**Prompt:** Beginning with the line below that contains "comes from the" and ending with the line that contains "let sql = if", copy every line exactly. Copy nothing else.
------ Material shown ------
use std::collections::{HashMap, HashSet};

use anyhow::{bail, Result};
use sqlx::QueryBuilder;

use super::schema::Database;
use super::types::{Feed, RemoteFeed};

const BATCH_SIZE: usize = 100;

impl Database {
    // ========================================================================
    // Feed Operations
    // ========================================================================

    /// Adds a local feed subscription. Fails if the account already
    /// subscribes to the URL.
    pub async fn insert_feed(
        &self,
        account_id: i64,
        name: &str,
        url: &str,
        folder_id: Option<i64>,
    ) -> Result<i64> {
        if self.find_feed_by_url(account_id, url).await?.is_some() {
            bail!("Already subscribed to {url}");
        }

        let result = sqlx::query(
            "INSERT INTO feeds (name, url, folder_id, account_id) VALUES (?, ?, ?, ?)",
        )
        .bind(name)
        .bind(url)
        .bind(folder_id)
        .bind(account_id)
        .execute(&self.pool)
        .await?;
        Ok(result.last_insert_rowid())
    }

    /// Looks up a subscription by its fetch URL.
    pub async fn find_feed_by_url(&self, account_id: i64, url: &str) -> Result<Option<i64>> {
        let id =
            sqlx::query_scalar::<_, i64>("SELECT id FROM feeds WHERE account_id = ? AND url = ?")
                .bind(account_id)
                .bind(url)
                .fetch_optional(&self.pool)
                .await?;
        Ok(id)
    }

    /// Renames a feed.
    pub async fn update_feed_name(&self, feed_id: i64, name: &str) -> Result<()> {
        sqlx::query("UPDATE feeds SET name = ? WHERE id = ?")
            .bind(name)
            .bind(feed_id)
            .execute(&self.pool)
            .await?;
        Ok(())
    }

    /// Fills in the title and site link learned from a feed's first fetch.
    /// A hand-subscribed feed starts out named after its URL.
    pub async fn update_feed_metadata(
        &self,
        feed_id: i64,
        name: &str,
        site_url: Option<&str>,
    ) -> Result<()> {
        sqlx::query("UPDATE feeds SET name = ?, site_url = ? WHERE id = ?")
            .bind(name)
            .bind(site_url)
            .bind(feed_id)
            .execute(&self.pool)
            .await?;
        Ok(())
    }

    /// All feeds for an account with their unread item counts.
    ///
    /// With `separate_state` the unread predicate comes from the
    /// `item_states` join (missing row counts as read), matching how the
    /// item list projects state for such accounts.
    pub async fn list_feeds(&self, account_id: i64, separate_state: bool) -> Result<Vec<Feed>> {
        let sql = if separate_state {
            "SELECT f.*, \
                 COUNT(CASE WHEN s.read = 0 THEN 1 END) AS unread_count \
             FROM feeds f \
             LEFT JOIN items i ON i.feed_id = f.id \
             LEFT JOIN item_states s ON s.remote_id = i.remote_id AND s.account_id = f.account_id \
             WHERE f.account_id = ? \
             GROUP BY f.id \
             ORDER BY f.name"
        } else {
            "SELECT f.*, \
                 COUNT(CASE WHEN i.read = 0 THEN 1 END) AS unread_count \
             FROM feeds f \
             LEFT JOIN items i ON i.feed_id = f.id \
             WHERE f.account_id = ? \
             GROUP BY f.id \
             ORDER BY f.name"
        };

        let feeds = sqlx::query_as::<_, Feed>(sql)
            .bind(account_id)
            .fetch_all(&self.pool)
            .await?;
        Ok(feeds)
    }

    pub async fn get_feed(&self, feed_id: i64) -> Result<Option<Feed>> {
        let feed = sqlx::query_as::<_, Feed>("SELECT * FROM feeds WHERE id = ?")
            .bind(feed_id)
            .fetch_optional(&self.pool)
            .await?;
        Ok(feed)
    }

    /// Mirrors a backend's feed catalog, resolving each feed's folder
    /// through `folder_map` (remote folder id to local row id). Feeds the
    /// backend stopped reporting are deleted along with their items.
    pub async fn upsert_remote_feeds(
        &self,
        account_id: i64,
        feeds: &[RemoteFeed],
        folder_map: &HashMap<String, i64>,
    ) -> Result<()> {
        let mut tx = self.pool.begin().await?;

        for chunk in feeds.chunks(BATCH_SIZE) {
            let mut builder: QueryBuilder<sqlx::Sqlite> = QueryBuilder::new(
                "INSERT INTO feeds (name, url, site_url, remote_id, folder_id, account_id) ",
            );
            builder.push_values(chunk, |mut b, feed| {
                let folder_id = feed
                    .folder_remote_id
                    .as_deref()
                    .and_then(|rid| folder_map.get(rid))
                    .copied();
                b.push_bind(&feed.name)
                    .push_bind(&feed.url)
                    .push_bind(&feed.site_url)
                    .push_bind(&feed.remote_id)
                    .push_bind(folder_id)
                    .push_bind(account_id);
            });
            builder.push(
                " ON CONFLICT(account_id, remote_id) DO UPDATE SET \
                 name = excluded.name, url = excluded.url, \
                 site_url = excluded.site_url, folder_id = excluded.folder_id",
            );
            builder.build().execute(&mut *tx).await?;
        }

        let keep: HashSet<&str> = feeds.iter().map(|f| f.remote_id.as_str()).collect();
        let existing = sqlx::query_scalar::<_, String>(
            "SELECT remote_id FROM feeds WHERE account_id = ? AND remote_id IS NOT NULL",
        )
        .bind(account_id)
        .fetch_all(&mut *tx)
        .await?;
        let stale: Vec<String> = existing
            .into_iter()
            .filter(|id| !keep.contains(id.as_str()))
            .collect();

        for chunk in stale.chunks(BATCH_SIZE) {
            let mut builder: QueryBuilder<sqlx::Sqlite> =
                QueryBuilder::new("DELETE FROM feeds WHERE account_id = ");
            builder.push_bind(account_id);
            builder.push(" AND remote_id IN (");
            let mut separated = builder.separated(", ");
            for id in chunk {
                separated.push_bind(id);
            }
            separated.push_unseparated(")");
            builder.build().execute(&mut *tx).await?;
        }

        tx.commit().await?;
        Ok(())
    }

    /// Map from feed remote id to local row id for one account.
    pub async fn feed_ids_by_remote(&self, account_id: i64) -> Result<HashMap<String, i64>> {
        let rows: Vec<(String, i64)> = sqlx::query_as(
            "SELECT remote_id, id FROM feeds WHERE account_id = ? AND remote_id IS NOT NULL",
        )
        .bind(account_id)
        .fetch_all(&self.pool)
        .await?;
        Ok(rows.into_iter().collect())
    }

    /// Records a successful fetch: clears the error state and stores the
    /// conditional-request validators for next time.
    pub async fn record_feed_success(
        &self,
        feed_id: i64,
        etag: Option<&str>,
        last_modified: Option<&str>,
    ) -> Result<()> {
        sqlx::query(
            "UPDATE feeds SET error = NULL, failure_count = 0, etag = ?, last_modified = ? \
             WHERE id = ?",
        )
        .bind(etag)
        .bind(last_modified)
        .bind(feed_id)
        .execute(&self.pool)
        .await?;
        Ok(())
    }

    /// Records a failed fetch and returns the new consecutive-failure count.
    pub async fn record_feed_failure(&self, feed_id: i64, error: &str) -> Result<i64> {
        let count = sqlx::query_scalar::<_, i64>(
            "UPDATE feeds SET error = ?, failure_count = failure_count + 1 \
             WHERE id = ? RETURNING failure_count",
        )
        .bind(error)
        .bind(feed_id)
        .fetch_one(&self.pool)
        .await?;
        Ok(count)
    }
}

#[cfg(test)]
mod tests {
    use super::*;
    use crate::storage::types::AccountKind;

    async fn test_db() -> Database {
        Database::open(":memory:").await.unwrap()
    }

    fn remote_feed(id: &str, name: &str, folder: Option<&str>) -> RemoteFeed {
        RemoteFeed {
            remote_id: id.to_owned(),
            name: name.to_owned(),
            url: Some(format!("https://example.com/{id}.xml")),
            site_url: None,
            folder_remote_id: folder.map(str::to_owned),
        }
    }

    #[tokio::test]
    async fn insert_feed_rejects_duplicate_url() {
        let db = test_db().await;
        let account_id = db
            .insert_account("test", AccountKind::Local, None, None, None)
            .await
            .unwrap();

        db.insert_feed(account_id, "Example", "https://example.com/rss", None)
            .await
            .unwrap();
        let err = db
            .insert_feed(account_id, "Example again", "https://example.com/rss", None)
            .await
            .unwrap_err();
        assert!(err.to_string().contains("Already subscribed"));
    }

    #[tokio::test]
    async fn remote_feeds_resolve_folders_and_prune() {
        let db = test_db().await;
        let account_id = db
            .insert_account("reader", AccountKind::FreshRss, None, None, None)
            .await
            .unwrap();

        db.upsert_remote_folders(
            account_id,
            &[crate::storage::types::RemoteFolder {
                remote_id: "user/-/label/Tech".into(),
                name: "Tech".into(),
            }],
        )
        .await
        .unwrap();
        let folder_map = db.folder_ids_by_remote(account_id).await.unwrap();

        db.upsert_remote_feeds(
            account_id,
            &[
                remote_feed("feed/1", "One", Some("user/-/label/Tech")),
                remote_feed("feed/2", "Two", None),
            ],
            &folder_map,
        )
        .await
        .unwrap();

        let feeds = db.list_feeds(account_id, false).await.unwrap();
        assert_eq!(feeds.len(), 2);
        let one = feeds.iter().find(|f| f.name == "One").unwrap();
        assert_eq!(one.folder_id, Some(folder_map["user/-/label/Tech"]));

        // Unsubscribed upstream
        db.upsert_remote_feeds(
            account_id,
            &[remote_feed("feed/1", "One", Some("user/-/label/Tech"))],
            &folder_map,
        )
        .await
        .unwrap();
        let feeds = db.list_feeds(account_id, false).await.unwrap();
        assert_eq!(feeds.len(), 1);
        assert_eq!(feeds[0].remote_id.as_deref(), Some("feed/1"));
    }

    #[tokio::test]
    async fn fetch_bookkeeping_round_trips() {
        let db = test_db().await;
        let account_id = db
            .insert_account("test", AccountKind::Local, None, None, None)
            .await
            .unwrap();
        let feed_id = db
            .insert_feed(account_id, "Example", "https://example.com/rss", None)
            .await
            .unwrap();

        assert_eq!(db.record_feed_failure(feed_id, "timeout").await.unwrap(), 1);
        assert_eq!(db.record_feed_failure(feed_id, "HTTP 500").await.unwrap(), 2);

        let feed = db.get_feed(feed_id).await.unwrap().unwrap();
        assert_eq!(feed.failure_count, 2);
        assert_eq!(feed.error.as_deref(), Some("HTTP 500"));

        db.record_feed_success(feed_id, Some("\"etag-1\""), None)
            .await
            .unwrap();
        let feed = db.get_feed(feed_id).await.unwrap().unwrap();
        assert_eq!(feed.failure_count, 0);
        assert!(feed.error.is_none());
        assert_eq!(feed.etag.as_deref(), Some("\"etag-1\""));
    }
}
------
**Written solution:**
    /// With `separate_state` the unread predicate comes from the
    /// `item_states` join (missing row counts as read), matching how the
    /// item list projects state for such accounts.
    pub async fn list_feeds(&self, account_id: i64, separate_state: bool) -> Result<Vec<Feed>> {
        let sql = if separate_state {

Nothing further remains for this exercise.